TASK GOAL >> All lines from the one containing "or execute gpgconf" down to the final line of the entries below: return them exactly.

EXERCISE MATERIALS >>
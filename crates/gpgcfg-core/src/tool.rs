use std::path::{Path, PathBuf};
use std::process::{Command, Output};
use std::time::Duration;

use crate::config::ToolSettings;
use crate::error::{exit_code_reason, GpgCfgError, Result};
use crate::platform::{paths, shell};

/// The three gpgconf sub-commands the configuration model talks to.
///
/// Every call blocks until the external program has finished.
pub trait GpgConfTool {
    /// Raw stdout of `gpgconf --list-components`.
    fn list_components(&self) -> Result<String>;

    /// Raw stdout of `gpgconf --list-options <component>`.
    fn list_options(&self, component: &str) -> Result<String>;

    /// Run `gpgconf [--runtime] --change-options <component>` with the
    /// contents of `input` on stdin.
    fn change_options(&self, component: &str, runtime: bool, input: &Path) -> Result<()>;
}

impl<T: GpgConfTool + ?Sized> GpgConfTool for &T {
    fn list_components(&self) -> Result<String> {
        (**self).list_components()
    }

    fn list_options(&self, component: &str) -> Result<String> {
        (**self).list_options(component)
    }

    fn change_options(&self, component: &str, runtime: bool, input: &Path) -> Result<()> {
        (**self).change_options(component, runtime, input)
    }
}

/// [`GpgConfTool`] backed by the real `gpgconf` executable.
#[derive(Debug, Clone)]
pub struct ProcessGpgConf {
    program: PathBuf,
    homedir: Option<PathBuf>,
    timeout: Option<Duration>,
}

impl ProcessGpgConf {
    pub fn new(program: impl Into<PathBuf>) -> Self {
        Self {
            program: program.into(),
            homedir: None,
            timeout: None,
        }
    }

    /// Use the `gpgconf` found in `PATH`, or the bare program name so that
    /// the spawn error is what callers get to see.
    pub fn discover() -> Self {
        let program = paths::find_executable("gpgconf").unwrap_or_else(|| {
            tracing::debug!("gpgconf not found in PATH");
            PathBuf::from("gpgconf")
        });
        Self::new(program)
    }

    pub fn from_settings(settings: &ToolSettings) -> Self {
        let tool = match &settings.gpgconf {
            Some(program) => Self::new(program),
            None => Self::discover(),
        };
        Self {
            homedir: settings.homedir.clone(),
            timeout: settings.timeout,
            ..tool
        }
    }

    pub fn with_homedir(mut self, homedir: impl Into<PathBuf>) -> Self {
        self.homedir = Some(homedir.into());
        self
    }

    pub fn with_timeout(mut self, timeout: Duration) -> Self {
        self.timeout = Some(timeout);
        self
    }

    pub fn program(&self) -> &Path {
        &self.program
    }

    fn program_display(&self) -> String {
        self.program.display().to_string()
    }

    fn command(&self) -> Command {
        let mut cmd = Command::new(&self.program);
        if let Some(homedir) = &self.homedir {
            cmd.arg("--homedir").arg(homedir);
        }
        cmd
    }

    fn run(&self, cmd: &mut Command) -> Result<Output> {
        shell::run_command(cmd, self.timeout).map_err(|e| {
            if e.kind() == std::io::ErrorKind::TimedOut {
                GpgCfgError::ToolTimeout(self.timeout.unwrap_or_default())
            } else {
                GpgCfgError::ToolNotStarted {
                    program: self.program_display(),
                    source: e,
                }
            }
        })
    }

    fn query(&self, args: &[&str]) -> Result<String> {
        let mut cmd = self.command();
        cmd.args(args);
        tracing::debug!("running {} {}", self.program_display(), args.join(" "));

        let output = self.run(&mut cmd)?;
        log_stderr(&output);

        if output.status.success() {
            return Ok(String::from_utf8_lossy(&output.stdout).into_owned());
        }
        match output.status.code() {
            Some(code) => Err(GpgCfgError::from_exit_code(code)),
            None => Err(GpgCfgError::ToolCrashed),
        }
    }

    #[cfg(not(windows))]
    fn change_command(&self, component: &str, runtime: bool, input: &Path) -> Result<Command> {
        let mut line = shell::shell_escape(&self.program.to_string_lossy());
        if let Some(homedir) = &self.homedir {
            line.push_str(" --homedir ");
            line.push_str(&shell::shell_escape(&homedir.to_string_lossy()));
        }
        if runtime {
            line.push_str(" --runtime");
        }
        line.push_str(" --change-options ");
        line.push_str(&shell::shell_escape(component));
        line.push_str(" < ");
        line.push_str(&shell::shell_escape(&input.to_string_lossy()));
        tracing::debug!("running {line}");
        Ok(shell::command_for_script(&line))
    }

    #[cfg(windows)]
    fn change_command(&self, component: &str, runtime: bool, input: &Path) -> Result<Command> {
        let mut cmd = self.command();
        if runtime {
            cmd.arg("--runtime");
        }
        cmd.arg("--change-options").arg(component);
        cmd.stdin(std::fs::File::open(input)?);
        Ok(cmd)
    }
}

impl GpgConfTool for ProcessGpgConf {
    fn list_components(&self) -> Result<String> {
        self.query(&["--list-components"])
    }

    fn list_options(&self, component: &str) -> Result<String> {
        self.query(&["--list-options", component])
    }

    fn change_options(&self, component: &str, runtime: bool, input: &Path) -> Result<()> {
        let mut cmd = self.change_command(component, runtime, input)?;
        let output = match self.run(&mut cmd) {
            Ok(output) => output,
            Err(GpgCfgError::ToolNotStarted { .. }) => {
                return Err(GpgCfgError::SyncNotStarted {
                    component: component.to_string(),
                });
            }
            Err(e) => return Err(e),
        };
        log_stderr(&output);

        match output.status.code() {
            Some(0) => Ok(()),
            // the shell could not find or execute gpgconf
            Some(126) | Some(127) if cfg!(not(windows)) => Err(GpgCfgError::SyncNotStarted {
                component: component.to_string(),
            }),
            Some(code) => Err(GpgCfgError::SyncFailed {
                component: component.to_string(),
                reason: exit_code_reason(code),
            }),
            None => Err(GpgCfgError::SyncFailed {
                component: component.to_string(),
                reason: "program terminated unexpectedly".to_string(),
            }),
        }
    }
}

fn log_stderr(output: &Output) {
    if !output.stderr.is_empty() {
        tracing::debug!(
            "gpgconf stderr: {}",
            String::from_utf8_lossy(&output.stderr).trim_end()
        );
    }
}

REPLY TO THE TASK >>
            // the shell could not find or execute gpgconf
            Some(126) | Some(127) if cfg!(not(windows)) => Err(GpgCfgError::SyncNotStarted {
                component: component.to_string(),
            }),
            Some(code) => Err(GpgCfgError::SyncFailed {
                component: component.to_string(),
                reason: exit_code_reason(code),
            }),
            None => Err(GpgCfgError::SyncFailed {
                component: component.to_string(),
                reason: "program terminated unexpectedly".to_string(),
            }),
        }
    }
}

fn log_stderr(output: &Output) {
    if !output.stderr.is_empty() {
        tracing::debug!(
            "gpgconf stderr: {}",
            String::from_utf8_lossy(&output.stderr).trim_end()
        );
    }
}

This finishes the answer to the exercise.